## Problem to solve
Pick out all lines with the word "provisioned" from the records that follow.

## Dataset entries
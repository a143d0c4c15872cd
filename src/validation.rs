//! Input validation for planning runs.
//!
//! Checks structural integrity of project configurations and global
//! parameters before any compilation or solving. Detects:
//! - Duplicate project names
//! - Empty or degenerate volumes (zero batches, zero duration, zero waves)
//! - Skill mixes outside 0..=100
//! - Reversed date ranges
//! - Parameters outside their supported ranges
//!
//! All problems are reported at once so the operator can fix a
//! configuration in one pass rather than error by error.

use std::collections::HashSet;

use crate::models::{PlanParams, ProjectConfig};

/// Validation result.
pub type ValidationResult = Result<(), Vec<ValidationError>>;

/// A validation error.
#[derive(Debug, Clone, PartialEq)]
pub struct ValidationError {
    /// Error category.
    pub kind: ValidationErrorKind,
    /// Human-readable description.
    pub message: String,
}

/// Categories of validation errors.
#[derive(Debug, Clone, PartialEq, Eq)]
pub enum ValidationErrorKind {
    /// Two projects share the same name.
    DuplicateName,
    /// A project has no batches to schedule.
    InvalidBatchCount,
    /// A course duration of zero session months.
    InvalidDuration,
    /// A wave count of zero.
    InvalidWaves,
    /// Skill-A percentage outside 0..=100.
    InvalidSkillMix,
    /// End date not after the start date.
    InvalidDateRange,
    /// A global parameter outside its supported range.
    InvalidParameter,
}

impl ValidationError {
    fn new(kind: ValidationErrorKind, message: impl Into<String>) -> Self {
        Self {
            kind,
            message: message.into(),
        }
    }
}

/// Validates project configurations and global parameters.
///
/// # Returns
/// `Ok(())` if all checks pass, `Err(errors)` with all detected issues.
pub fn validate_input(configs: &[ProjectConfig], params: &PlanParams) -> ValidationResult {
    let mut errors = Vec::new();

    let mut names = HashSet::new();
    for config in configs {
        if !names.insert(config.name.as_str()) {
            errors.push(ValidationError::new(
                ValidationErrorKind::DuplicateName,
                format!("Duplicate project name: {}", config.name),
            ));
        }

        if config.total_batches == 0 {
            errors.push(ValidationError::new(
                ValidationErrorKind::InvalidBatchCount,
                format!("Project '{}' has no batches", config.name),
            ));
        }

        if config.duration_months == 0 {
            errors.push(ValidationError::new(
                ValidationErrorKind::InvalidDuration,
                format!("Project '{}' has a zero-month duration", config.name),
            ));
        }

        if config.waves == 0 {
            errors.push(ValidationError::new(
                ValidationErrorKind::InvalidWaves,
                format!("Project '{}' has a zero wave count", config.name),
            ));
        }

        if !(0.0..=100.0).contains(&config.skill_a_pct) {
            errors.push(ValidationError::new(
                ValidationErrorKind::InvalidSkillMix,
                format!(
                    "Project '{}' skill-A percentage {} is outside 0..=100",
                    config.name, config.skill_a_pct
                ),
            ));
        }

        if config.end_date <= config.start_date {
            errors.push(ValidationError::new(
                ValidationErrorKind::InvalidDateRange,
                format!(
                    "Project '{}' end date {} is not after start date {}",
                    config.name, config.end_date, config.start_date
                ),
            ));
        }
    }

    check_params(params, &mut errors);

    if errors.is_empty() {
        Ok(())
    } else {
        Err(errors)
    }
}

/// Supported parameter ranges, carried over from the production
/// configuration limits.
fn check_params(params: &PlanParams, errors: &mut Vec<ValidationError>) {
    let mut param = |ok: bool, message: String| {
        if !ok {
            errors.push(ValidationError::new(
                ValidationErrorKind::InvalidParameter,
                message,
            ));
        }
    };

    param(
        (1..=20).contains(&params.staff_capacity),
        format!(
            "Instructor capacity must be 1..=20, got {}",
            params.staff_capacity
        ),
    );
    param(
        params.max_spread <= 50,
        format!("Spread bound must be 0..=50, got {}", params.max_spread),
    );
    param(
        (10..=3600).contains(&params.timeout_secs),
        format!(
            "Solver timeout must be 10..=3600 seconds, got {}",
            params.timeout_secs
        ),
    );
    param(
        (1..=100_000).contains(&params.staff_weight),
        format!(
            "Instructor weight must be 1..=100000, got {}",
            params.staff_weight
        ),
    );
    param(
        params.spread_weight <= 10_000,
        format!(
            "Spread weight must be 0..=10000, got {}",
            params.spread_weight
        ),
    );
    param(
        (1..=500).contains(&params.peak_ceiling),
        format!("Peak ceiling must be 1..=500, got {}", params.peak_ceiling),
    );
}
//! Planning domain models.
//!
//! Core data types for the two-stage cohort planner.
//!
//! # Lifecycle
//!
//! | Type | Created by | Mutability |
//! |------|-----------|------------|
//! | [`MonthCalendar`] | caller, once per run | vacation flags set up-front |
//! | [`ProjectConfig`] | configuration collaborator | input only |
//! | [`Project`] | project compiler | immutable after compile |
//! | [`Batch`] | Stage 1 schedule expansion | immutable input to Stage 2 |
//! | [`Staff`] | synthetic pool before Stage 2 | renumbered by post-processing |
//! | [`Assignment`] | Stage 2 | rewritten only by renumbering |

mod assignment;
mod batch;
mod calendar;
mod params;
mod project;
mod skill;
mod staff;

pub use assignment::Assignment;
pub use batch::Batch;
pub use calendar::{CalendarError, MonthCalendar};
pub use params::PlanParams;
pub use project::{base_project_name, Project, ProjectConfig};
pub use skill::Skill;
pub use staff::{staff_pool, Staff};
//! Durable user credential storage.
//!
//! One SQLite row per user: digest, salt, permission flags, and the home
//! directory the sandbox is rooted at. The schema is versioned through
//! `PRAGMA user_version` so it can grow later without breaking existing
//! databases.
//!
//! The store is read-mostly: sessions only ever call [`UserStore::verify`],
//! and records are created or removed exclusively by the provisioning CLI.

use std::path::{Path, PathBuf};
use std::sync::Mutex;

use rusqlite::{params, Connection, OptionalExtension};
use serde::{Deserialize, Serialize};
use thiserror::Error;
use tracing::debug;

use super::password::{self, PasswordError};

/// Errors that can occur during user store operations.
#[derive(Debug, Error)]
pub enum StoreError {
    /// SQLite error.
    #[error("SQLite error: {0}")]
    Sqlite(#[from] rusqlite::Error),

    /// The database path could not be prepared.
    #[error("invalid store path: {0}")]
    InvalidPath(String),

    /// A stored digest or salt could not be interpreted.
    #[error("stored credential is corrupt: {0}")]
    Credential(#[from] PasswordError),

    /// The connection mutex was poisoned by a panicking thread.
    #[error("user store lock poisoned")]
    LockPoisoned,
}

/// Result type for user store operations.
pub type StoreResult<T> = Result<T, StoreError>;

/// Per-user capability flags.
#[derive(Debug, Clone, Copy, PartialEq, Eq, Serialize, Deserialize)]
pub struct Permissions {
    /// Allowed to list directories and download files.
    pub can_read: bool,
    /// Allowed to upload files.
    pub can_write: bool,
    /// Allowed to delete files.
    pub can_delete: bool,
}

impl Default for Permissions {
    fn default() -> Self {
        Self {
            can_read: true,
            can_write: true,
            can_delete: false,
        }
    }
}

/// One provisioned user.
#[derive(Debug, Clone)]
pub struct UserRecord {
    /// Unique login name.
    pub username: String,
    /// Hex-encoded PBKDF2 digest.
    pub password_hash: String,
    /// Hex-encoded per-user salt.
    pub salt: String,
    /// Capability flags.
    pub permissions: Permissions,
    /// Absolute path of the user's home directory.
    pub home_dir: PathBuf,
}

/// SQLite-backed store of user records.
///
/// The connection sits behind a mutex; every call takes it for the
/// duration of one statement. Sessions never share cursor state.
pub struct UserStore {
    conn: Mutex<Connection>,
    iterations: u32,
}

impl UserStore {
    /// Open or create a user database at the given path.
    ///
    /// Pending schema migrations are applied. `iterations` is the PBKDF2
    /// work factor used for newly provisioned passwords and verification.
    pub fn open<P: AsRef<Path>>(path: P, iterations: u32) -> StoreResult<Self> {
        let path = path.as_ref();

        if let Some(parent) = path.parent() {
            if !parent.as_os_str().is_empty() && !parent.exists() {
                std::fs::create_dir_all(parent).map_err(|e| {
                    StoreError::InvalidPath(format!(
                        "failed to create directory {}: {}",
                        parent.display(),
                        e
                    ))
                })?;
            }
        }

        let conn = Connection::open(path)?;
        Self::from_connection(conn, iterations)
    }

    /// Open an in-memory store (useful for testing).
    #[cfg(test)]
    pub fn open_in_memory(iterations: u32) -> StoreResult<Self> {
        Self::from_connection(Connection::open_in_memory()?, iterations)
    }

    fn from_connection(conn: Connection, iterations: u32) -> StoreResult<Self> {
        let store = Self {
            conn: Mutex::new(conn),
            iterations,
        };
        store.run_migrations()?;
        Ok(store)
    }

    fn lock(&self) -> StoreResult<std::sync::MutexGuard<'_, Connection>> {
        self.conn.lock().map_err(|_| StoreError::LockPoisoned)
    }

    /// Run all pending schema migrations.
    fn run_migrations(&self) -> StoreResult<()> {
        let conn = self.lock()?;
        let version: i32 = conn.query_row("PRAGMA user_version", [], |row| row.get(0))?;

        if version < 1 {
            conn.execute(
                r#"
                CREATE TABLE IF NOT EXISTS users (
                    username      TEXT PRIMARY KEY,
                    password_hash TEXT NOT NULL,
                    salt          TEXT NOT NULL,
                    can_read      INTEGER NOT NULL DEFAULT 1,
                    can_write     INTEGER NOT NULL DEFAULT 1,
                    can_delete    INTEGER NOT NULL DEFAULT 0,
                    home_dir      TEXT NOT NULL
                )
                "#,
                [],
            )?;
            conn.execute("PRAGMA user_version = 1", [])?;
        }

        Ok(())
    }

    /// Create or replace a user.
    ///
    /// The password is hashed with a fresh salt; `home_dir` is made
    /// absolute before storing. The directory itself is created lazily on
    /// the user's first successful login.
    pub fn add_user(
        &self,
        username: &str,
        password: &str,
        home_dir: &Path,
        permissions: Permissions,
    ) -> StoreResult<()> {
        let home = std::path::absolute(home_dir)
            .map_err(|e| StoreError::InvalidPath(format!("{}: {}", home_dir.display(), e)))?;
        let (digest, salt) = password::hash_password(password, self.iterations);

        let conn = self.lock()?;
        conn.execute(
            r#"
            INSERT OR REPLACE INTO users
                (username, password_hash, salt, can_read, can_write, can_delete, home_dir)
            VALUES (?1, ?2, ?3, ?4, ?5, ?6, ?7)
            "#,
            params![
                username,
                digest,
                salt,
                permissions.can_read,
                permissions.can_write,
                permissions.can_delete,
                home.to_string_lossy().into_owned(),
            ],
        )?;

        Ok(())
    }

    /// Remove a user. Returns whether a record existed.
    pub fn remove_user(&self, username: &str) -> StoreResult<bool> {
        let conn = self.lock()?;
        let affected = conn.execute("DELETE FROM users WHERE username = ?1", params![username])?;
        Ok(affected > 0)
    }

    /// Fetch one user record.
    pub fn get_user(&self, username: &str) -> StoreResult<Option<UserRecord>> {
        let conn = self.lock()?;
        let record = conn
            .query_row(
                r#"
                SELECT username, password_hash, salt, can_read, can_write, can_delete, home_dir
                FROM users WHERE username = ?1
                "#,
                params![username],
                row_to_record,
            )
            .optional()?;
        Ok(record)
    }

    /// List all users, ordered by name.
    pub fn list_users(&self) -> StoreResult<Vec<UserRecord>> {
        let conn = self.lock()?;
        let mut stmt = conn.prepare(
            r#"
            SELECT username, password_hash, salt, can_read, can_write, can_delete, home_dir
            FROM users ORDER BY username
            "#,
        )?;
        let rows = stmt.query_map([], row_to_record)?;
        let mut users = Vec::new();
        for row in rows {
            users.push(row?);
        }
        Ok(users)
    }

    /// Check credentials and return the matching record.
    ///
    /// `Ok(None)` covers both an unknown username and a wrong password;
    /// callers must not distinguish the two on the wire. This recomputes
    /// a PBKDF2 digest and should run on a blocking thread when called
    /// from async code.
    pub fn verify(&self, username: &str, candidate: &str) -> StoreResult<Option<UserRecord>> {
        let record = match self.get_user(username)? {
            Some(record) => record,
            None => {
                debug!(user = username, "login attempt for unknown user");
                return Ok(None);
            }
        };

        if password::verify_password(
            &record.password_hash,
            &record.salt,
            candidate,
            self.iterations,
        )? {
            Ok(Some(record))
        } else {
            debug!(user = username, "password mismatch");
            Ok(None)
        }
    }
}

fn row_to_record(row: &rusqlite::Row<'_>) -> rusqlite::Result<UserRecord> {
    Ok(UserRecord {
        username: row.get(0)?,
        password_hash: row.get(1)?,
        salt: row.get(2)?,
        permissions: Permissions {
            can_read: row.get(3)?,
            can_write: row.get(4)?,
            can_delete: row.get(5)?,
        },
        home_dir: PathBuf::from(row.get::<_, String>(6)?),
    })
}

## Exercise solution
/// One provisioned user.
    /// work factor used for newly provisioned passwords and verification.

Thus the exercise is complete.